Desire for joint property - currently separated

  • Erstellt am 2020-07-16 10:07:10

pagoni2020

2020-07-16 14:46:19
  • #1
Well then that would be an idea. You immediately have a paid house together with her and your entire salary for yourself; you would just have to part with the house, okay. But you can only live in one house anyway. At some point I did it that way and I’m glad to be rid of the hassle around the house, although it might feel different to you. Renting it out would also be an option for me in your place. But this 200K version you will never get out of your head because it would also be unfair. Is it actually completely normal for her that she lives in your house for free?
 

Ybias78

2020-07-16 14:48:33
  • #2
The topic of love and trust takes a back seat.

You want the market value of the house. She then wants that if child/children come, you split the time 50/50. If one becomes unemployed, the other wants to give him a loan if the money is not enough for him.

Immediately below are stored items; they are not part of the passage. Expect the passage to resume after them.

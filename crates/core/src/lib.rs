pub mod aggregate;
pub mod collect;
pub mod domain;
pub mod storage;
pub mod time;
pub mod upstream;
pub mod watch;

pub mod config {
    use anyhow::Context;

    #[derive(Debug, Clone)]
    pub struct Settings {
        pub pipelines_base_url: Option<String>,
        pub pipelines_api_token: Option<String>,
        pub pipelines_auth_format: Option<String>,
        pub pipelines_api_key_header: Option<String>,
        pub target_pipeline_id: Option<String>,
        pub target_pipeline_names: Vec<String>,
        pub sentry_dsn: Option<String>,
    }

    impl Settings {
        pub fn from_env() -> anyhow::Result<Self> {
            Ok(Self {
                pipelines_base_url: non_empty_var("PIPELINES_API_BASE_URL"),
                pipelines_api_token: non_empty_var("PIPELINES_API_TOKEN"),
                pipelines_auth_format: non_empty_var("PIPELINES_AUTH_FORMAT"),
                pipelines_api_key_header: non_empty_var("PIPELINES_API_KEY_HEADER"),
                target_pipeline_id: non_empty_var("PIPELINES_TARGET_ID"),
                target_pipeline_names: parse_names(non_empty_var("PIPELINES_TARGET_NAMES")),
                sentry_dsn: non_empty_var("SENTRY_DSN"),
            })
        }

        pub fn require_pipelines_base_url(&self) -> anyhow::Result<&str> {
            self.pipelines_base_url
                .as_deref()
                .context("PIPELINES_API_BASE_URL is required")
        }

        pub fn require_pipelines_api_token(&self) -> anyhow::Result<&str> {
            self.pipelines_api_token
                .as_deref()
                .context("PIPELINES_API_TOKEN is required")
        }
    }

    fn non_empty_var(key: &str) -> Option<String> {
        std::env::var(key)
            .ok()
            .map(|s| s.trim().to_string())
            .filter(|s| !s.is_empty())
    }

    fn parse_names(v: Option<String>) -> Vec<String> {
        let Some(v) = v else {
            return vec!["suporte".to_string(), "sac".to_string()];
        };
        v.split(',')
            .map(|s| s.trim().to_lowercase())
            .filter(|s| !s.is_empty())
            .collect()
    }

    /// Reads an env knob, falling back to `default` when absent or unparsable.
    pub fn env_or<T: std::str::FromStr>(key: &str, default: T) -> T {
        std::env::var(key)
            .ok()
            .and_then(|s| s.trim().parse::<T>().ok())
            .unwrap_or(default)
    }

}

If it is already like this "at the beginning," you should go separate ways.
 

Zaire32

2020-07-16 14:57:46
  • #3


If she becomes unemployed, then of course I will support her. So far, she has actually taken care of our child more. She was home for a year and is now working completely from home. My big concern in the end is that I could be left with nothing. The loan on the house is definitely manageable and will be paid off in at most 10 years. Due to my civil servant status, I have almost no risk of becoming unemployed. Complicated situation. I would not build alone again.
 

Ybias78

2020-07-16 15:01:15
  • #4


If you wouldn’t build, let’s say you would have €300,000 in equity. She has €150,000. How would you then handle that?
 

apokolok

2020-07-16 15:01:15
  • #5
Oh, there is already a child, I had overlooked that. That makes the situation even crazier. Honestly, I wish you both good luck, but for me, your approach, especially considering the existing child, is simply too far-fetched.
 

pagoni2020

2020-07-16 15:18:22
  • #6
That only happens if one side does not respect the other. I really don’t understand how someone can live with another person for free for years, then want to own the place but pay a price at some point. Would she also pay more if the house had been worth more earlier? Probably not. I could somehow understand if she at least paid half of the correct rent, but so neither one nor the other... just the more convenient option. I don’t want to accuse your girlfriend of anything, but I have heard this problem more often and believe that those who have handled it clearly and factually have, in my opinion, the best relationships with each other. If it really has to do with love, why does she keep her higher salary just for herself and not share it? I believe this carries explosive risks and would absolutely advise against something like that. Before that, I would say goodbye to the house and make a completely fresh start, which can be nice as well. But I wouldn’t want that feeling. I don’t agree at all, quite the opposite. Just clearly regulate it in a matter-of-fact way, many people live like this and it works perfectly for them. I am a proponent of equality, so I don’t understand such things. I definitely don’t want to be taken advantage of, that would be unpleasant for me; therefore, I also lack understanding for free rent... sorry. I have had something like that in my life but always paid my half, quite simply. I understand your worries; they probably won’t just go away again. I see no reason for you to get involved in something that makes you feel uncomfortable; neither of you should. Therefore, I would mentally take the house out of the equation and sell/rent it. You could also continue living there, but then with proper rent; your girlfriend earns just as much or more than you. The many other things in life with kids, unemployment, and a thousand scenarios always have to be "renegotiated" in the relationship anyway, since they can’t be planned for in advance. A 60:40 ownership solution that roughly fits the current value could also be conceivable.